** WORK ITEM **
In the listing below, print exactly the lines between the line holding "for engine on" and the line holding "did not become", inclusive, and no more.

** INPUT RECORDS **
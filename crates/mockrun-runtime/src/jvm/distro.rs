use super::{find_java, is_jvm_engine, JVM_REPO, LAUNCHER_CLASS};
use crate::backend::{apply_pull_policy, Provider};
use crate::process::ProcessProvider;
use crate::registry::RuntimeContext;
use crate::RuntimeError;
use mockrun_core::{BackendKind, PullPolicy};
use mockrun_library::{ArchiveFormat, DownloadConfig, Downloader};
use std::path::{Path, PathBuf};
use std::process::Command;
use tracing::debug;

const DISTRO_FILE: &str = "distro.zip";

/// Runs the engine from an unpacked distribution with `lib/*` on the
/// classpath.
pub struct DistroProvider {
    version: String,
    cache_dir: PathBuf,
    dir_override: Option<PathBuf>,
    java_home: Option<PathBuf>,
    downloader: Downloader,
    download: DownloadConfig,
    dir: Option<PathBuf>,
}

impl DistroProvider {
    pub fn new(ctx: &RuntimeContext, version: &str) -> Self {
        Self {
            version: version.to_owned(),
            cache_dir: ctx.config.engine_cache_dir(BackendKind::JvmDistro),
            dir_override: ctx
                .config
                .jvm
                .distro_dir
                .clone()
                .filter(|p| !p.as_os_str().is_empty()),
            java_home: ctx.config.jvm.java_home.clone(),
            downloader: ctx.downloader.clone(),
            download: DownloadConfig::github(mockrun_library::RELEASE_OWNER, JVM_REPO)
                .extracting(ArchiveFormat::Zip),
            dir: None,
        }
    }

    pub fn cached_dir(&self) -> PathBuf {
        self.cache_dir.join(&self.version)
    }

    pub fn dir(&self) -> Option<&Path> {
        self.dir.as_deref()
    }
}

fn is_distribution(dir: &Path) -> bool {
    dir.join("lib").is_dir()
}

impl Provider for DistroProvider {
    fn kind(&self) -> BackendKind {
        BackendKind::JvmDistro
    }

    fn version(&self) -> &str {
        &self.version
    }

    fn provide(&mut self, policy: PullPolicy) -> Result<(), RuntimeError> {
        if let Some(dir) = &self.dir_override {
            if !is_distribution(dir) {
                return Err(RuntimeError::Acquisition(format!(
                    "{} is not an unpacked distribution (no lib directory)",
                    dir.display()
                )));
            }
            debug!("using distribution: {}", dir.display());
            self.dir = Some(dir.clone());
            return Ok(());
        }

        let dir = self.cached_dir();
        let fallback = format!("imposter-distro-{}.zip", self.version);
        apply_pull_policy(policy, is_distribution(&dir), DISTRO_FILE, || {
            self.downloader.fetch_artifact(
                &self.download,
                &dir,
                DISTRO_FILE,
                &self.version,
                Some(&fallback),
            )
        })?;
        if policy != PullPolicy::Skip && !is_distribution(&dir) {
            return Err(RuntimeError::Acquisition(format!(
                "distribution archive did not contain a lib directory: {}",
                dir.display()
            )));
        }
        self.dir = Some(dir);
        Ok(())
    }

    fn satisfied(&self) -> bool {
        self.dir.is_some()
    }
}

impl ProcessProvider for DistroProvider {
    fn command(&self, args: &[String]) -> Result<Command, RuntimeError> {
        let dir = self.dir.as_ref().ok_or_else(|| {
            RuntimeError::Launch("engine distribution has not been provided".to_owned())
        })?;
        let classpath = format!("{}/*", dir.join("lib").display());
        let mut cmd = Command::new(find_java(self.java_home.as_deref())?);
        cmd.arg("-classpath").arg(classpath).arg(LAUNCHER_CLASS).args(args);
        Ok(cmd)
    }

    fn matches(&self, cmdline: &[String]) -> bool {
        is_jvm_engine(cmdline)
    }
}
* * *
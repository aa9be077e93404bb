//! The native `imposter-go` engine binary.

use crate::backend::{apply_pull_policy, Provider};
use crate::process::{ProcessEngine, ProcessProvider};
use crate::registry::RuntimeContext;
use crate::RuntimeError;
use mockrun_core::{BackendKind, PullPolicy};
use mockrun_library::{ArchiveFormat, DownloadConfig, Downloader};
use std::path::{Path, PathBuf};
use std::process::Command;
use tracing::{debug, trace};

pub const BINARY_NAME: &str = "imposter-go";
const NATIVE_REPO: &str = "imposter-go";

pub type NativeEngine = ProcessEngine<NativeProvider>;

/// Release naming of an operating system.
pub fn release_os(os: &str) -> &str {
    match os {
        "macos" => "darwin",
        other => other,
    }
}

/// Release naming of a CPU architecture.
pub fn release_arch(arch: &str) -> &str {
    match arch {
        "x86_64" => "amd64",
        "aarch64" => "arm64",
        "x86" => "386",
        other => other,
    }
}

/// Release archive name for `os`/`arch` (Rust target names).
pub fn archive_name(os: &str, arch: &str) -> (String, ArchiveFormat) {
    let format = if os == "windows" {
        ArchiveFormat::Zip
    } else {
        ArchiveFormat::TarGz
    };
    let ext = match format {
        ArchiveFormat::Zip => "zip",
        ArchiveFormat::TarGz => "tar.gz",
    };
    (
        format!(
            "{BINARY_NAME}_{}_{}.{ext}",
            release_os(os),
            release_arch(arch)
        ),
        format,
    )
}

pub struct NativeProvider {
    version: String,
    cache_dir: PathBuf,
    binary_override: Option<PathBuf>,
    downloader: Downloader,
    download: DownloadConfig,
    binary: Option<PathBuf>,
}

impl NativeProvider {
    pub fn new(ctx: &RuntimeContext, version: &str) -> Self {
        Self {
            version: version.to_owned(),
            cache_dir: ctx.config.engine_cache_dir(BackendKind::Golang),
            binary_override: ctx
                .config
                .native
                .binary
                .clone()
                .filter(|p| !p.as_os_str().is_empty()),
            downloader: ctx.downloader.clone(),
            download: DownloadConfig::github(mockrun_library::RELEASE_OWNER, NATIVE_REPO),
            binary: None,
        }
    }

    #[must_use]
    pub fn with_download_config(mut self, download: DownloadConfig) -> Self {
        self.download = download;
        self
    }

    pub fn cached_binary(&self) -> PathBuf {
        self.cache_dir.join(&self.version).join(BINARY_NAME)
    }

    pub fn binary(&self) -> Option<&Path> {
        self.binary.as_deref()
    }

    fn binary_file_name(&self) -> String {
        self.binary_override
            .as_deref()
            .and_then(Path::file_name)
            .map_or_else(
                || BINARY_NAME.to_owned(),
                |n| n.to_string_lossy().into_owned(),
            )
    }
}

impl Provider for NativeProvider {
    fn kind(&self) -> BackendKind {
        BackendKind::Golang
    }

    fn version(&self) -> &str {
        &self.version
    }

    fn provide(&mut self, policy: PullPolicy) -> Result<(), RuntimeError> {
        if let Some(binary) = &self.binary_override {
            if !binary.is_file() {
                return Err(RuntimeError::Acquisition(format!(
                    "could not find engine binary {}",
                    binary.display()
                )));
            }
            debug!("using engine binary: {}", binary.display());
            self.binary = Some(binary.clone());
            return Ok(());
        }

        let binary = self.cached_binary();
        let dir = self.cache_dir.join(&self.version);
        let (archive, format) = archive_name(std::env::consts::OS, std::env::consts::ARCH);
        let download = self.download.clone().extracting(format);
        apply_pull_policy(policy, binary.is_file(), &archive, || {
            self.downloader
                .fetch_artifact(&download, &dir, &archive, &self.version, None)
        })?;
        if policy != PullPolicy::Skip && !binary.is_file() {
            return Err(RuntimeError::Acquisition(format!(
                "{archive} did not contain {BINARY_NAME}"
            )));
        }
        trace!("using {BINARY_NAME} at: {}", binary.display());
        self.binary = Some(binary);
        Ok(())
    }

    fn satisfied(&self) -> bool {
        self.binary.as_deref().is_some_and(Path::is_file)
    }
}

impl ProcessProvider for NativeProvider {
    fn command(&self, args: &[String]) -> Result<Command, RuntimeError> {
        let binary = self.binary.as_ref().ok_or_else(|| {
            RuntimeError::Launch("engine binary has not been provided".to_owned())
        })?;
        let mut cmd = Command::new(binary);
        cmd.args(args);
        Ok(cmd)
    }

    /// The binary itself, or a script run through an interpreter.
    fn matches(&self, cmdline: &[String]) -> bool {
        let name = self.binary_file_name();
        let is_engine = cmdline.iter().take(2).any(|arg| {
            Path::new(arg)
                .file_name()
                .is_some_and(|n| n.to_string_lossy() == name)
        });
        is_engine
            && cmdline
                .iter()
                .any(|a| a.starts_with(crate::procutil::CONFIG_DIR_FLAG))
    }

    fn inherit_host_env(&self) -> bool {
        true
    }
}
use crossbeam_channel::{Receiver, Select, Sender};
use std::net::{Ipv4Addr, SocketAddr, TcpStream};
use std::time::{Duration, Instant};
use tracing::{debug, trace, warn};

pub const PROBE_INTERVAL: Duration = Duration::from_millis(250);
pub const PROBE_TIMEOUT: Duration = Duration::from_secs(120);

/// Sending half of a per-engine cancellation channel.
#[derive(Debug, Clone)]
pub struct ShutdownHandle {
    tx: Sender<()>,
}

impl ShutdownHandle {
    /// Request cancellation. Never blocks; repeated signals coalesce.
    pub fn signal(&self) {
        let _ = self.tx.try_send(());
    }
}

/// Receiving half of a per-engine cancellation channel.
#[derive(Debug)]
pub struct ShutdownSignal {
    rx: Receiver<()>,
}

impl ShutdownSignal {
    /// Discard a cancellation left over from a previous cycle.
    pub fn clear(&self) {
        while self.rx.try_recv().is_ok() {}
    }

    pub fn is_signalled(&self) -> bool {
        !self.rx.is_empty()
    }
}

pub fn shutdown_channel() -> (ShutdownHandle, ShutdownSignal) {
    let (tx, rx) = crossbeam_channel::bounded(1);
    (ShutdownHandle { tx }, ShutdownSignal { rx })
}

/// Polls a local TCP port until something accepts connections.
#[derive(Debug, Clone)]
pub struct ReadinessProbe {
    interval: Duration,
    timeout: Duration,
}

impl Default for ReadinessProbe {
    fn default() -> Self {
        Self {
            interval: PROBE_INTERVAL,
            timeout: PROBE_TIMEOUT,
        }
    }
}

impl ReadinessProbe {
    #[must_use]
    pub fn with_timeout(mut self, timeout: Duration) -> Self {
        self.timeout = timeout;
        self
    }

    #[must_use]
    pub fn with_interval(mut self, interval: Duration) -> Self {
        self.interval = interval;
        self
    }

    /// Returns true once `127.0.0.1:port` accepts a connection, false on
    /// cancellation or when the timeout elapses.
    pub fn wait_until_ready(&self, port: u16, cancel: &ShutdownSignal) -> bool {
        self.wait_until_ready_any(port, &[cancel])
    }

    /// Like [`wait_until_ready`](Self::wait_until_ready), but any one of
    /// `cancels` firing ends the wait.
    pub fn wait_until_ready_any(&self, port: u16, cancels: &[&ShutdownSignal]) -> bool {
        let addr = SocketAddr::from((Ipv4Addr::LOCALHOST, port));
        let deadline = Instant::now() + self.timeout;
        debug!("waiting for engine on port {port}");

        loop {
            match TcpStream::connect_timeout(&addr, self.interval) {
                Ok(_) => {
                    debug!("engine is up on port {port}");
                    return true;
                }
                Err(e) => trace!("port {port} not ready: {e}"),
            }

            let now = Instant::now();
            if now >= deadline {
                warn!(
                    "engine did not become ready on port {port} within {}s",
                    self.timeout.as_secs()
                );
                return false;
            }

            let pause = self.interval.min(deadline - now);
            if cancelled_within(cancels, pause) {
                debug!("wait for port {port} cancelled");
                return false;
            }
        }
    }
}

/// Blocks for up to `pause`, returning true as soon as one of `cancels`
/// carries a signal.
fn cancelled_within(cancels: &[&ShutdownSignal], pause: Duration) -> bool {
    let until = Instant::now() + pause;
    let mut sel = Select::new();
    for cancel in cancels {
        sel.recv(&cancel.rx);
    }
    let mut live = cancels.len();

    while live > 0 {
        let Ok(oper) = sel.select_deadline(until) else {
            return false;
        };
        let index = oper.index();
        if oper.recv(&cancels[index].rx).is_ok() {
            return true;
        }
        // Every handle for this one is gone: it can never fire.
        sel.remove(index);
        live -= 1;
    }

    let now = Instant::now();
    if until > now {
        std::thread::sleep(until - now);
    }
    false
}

** RESPONSE TO THE TASK **
        debug!("waiting for engine on port {port}");

        loop {
            match TcpStream::connect_timeout(&addr, self.interval) {
                Ok(_) => {
                    debug!("engine is up on port {port}");
                    return true;
                }
                Err(e) => trace!("port {port} not ready: {e}"),
            }

            let now = Instant::now();
            if now >= deadline {
                warn!(
                    "engine did not become ready on port {port} within {}s",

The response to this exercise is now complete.